*DATA FOR THIS TASK*.
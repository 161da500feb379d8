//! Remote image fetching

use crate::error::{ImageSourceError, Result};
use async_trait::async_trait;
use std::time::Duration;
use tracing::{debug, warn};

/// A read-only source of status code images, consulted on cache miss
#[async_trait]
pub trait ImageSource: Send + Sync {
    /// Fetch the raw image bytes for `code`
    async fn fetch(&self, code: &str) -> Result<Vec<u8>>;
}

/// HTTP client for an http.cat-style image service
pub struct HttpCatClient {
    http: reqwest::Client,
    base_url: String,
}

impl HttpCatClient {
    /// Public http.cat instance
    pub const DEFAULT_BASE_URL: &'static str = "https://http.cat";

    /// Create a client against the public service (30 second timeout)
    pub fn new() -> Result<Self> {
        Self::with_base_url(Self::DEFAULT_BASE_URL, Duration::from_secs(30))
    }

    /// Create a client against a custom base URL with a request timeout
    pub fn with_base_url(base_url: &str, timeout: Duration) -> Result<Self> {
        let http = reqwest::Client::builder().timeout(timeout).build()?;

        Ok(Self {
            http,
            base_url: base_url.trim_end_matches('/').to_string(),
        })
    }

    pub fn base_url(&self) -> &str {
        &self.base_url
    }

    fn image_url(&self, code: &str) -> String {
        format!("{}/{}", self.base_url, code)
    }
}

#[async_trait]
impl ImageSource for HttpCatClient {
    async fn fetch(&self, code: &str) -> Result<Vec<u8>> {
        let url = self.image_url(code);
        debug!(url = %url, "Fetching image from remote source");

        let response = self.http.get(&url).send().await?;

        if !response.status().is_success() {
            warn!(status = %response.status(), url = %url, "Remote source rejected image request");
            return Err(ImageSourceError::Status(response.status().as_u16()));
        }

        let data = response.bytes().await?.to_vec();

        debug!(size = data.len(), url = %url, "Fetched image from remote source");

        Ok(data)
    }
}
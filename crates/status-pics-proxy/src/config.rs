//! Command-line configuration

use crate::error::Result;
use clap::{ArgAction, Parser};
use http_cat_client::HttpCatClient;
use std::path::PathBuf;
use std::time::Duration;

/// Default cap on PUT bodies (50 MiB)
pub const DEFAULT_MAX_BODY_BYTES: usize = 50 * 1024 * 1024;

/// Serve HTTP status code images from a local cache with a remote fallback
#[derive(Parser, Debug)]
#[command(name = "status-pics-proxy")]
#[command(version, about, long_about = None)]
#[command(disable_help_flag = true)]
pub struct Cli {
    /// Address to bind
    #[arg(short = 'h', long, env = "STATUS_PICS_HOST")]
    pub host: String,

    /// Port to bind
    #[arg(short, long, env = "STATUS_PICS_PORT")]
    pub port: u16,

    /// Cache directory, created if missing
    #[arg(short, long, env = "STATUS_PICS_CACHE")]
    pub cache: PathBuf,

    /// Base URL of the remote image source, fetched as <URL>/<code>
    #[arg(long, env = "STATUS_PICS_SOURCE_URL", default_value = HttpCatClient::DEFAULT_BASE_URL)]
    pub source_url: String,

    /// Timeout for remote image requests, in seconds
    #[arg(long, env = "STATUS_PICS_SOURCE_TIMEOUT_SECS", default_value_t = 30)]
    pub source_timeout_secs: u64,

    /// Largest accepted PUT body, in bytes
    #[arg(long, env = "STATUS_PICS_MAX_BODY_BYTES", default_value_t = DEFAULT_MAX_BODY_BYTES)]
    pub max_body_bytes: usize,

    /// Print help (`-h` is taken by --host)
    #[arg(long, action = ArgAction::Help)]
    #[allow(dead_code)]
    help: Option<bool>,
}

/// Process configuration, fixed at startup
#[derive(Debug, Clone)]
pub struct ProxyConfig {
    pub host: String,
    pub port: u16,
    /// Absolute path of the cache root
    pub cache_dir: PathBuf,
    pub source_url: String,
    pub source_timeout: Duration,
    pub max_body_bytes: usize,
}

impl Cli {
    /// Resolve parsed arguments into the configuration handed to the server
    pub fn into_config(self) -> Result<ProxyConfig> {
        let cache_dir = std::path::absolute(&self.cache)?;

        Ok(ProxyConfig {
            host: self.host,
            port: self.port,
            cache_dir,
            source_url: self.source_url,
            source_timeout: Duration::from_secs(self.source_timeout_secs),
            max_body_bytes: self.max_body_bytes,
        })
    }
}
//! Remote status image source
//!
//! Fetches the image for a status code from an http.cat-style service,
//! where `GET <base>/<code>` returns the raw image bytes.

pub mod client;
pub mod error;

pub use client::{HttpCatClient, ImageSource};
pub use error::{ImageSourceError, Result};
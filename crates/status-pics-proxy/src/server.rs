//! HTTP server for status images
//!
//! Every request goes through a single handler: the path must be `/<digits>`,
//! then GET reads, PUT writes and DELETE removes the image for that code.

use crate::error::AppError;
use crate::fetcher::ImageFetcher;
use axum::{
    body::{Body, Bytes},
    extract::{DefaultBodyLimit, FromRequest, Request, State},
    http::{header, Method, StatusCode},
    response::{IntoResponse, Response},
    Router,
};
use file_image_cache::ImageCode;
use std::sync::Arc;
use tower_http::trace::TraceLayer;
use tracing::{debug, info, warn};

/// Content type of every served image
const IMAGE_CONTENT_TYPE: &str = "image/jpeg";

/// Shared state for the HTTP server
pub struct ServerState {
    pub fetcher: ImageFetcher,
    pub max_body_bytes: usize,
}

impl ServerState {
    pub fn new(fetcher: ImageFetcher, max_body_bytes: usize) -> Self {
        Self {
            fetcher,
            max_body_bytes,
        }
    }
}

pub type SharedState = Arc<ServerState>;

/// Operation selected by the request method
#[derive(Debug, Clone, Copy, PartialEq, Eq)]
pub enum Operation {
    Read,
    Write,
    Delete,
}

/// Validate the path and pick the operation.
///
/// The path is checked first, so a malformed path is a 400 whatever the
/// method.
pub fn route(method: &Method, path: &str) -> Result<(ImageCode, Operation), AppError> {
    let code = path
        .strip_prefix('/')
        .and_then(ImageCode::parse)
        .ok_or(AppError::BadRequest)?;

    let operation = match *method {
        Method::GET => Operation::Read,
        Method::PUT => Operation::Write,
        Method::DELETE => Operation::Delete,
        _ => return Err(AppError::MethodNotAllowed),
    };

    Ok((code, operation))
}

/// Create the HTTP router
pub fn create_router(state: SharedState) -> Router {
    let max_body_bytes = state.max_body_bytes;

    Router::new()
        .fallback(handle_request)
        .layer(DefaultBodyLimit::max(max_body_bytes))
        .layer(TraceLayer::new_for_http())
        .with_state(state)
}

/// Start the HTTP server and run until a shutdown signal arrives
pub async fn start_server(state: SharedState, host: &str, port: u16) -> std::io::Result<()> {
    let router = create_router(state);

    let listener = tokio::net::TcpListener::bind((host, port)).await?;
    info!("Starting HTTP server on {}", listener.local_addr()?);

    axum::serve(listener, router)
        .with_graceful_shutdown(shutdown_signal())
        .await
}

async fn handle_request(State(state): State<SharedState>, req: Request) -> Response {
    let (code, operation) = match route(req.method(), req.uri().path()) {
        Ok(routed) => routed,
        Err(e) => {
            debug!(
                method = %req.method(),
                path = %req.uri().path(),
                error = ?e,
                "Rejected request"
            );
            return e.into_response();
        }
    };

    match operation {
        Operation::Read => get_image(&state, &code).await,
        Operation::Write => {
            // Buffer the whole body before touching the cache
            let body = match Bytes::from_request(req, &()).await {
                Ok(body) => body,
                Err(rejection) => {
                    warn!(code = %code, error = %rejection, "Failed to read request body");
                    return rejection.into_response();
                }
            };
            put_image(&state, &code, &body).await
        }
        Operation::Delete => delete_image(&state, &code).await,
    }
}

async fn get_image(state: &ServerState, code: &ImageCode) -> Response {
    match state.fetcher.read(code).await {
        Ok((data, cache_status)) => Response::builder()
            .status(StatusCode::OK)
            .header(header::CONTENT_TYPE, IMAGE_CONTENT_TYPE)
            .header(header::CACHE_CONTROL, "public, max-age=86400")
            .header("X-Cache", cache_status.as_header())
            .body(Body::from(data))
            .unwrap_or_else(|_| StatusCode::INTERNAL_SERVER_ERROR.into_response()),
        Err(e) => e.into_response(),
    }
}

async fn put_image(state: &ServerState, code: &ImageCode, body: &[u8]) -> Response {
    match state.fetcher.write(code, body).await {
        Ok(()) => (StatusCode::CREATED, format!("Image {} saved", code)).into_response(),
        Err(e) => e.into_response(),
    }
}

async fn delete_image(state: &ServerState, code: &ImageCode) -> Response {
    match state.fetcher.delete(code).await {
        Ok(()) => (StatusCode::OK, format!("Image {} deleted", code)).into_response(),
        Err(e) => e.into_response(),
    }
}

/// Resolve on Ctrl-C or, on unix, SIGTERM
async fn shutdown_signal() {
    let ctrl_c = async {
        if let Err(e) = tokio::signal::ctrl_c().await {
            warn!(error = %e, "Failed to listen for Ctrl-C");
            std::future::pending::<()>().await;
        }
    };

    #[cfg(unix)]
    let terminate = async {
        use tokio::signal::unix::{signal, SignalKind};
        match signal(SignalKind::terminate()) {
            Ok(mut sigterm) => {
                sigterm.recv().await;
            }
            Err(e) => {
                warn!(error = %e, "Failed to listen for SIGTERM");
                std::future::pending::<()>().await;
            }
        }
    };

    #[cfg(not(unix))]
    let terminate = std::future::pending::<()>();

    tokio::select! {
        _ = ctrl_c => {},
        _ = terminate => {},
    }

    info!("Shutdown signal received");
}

*WHAT IS NEEDED*.
Reproduce each line of the material in which the string "tracing" occurs.

*TASK RESULT*.
use tracing::{debug, warn};
use tracing::{debug, info, warn};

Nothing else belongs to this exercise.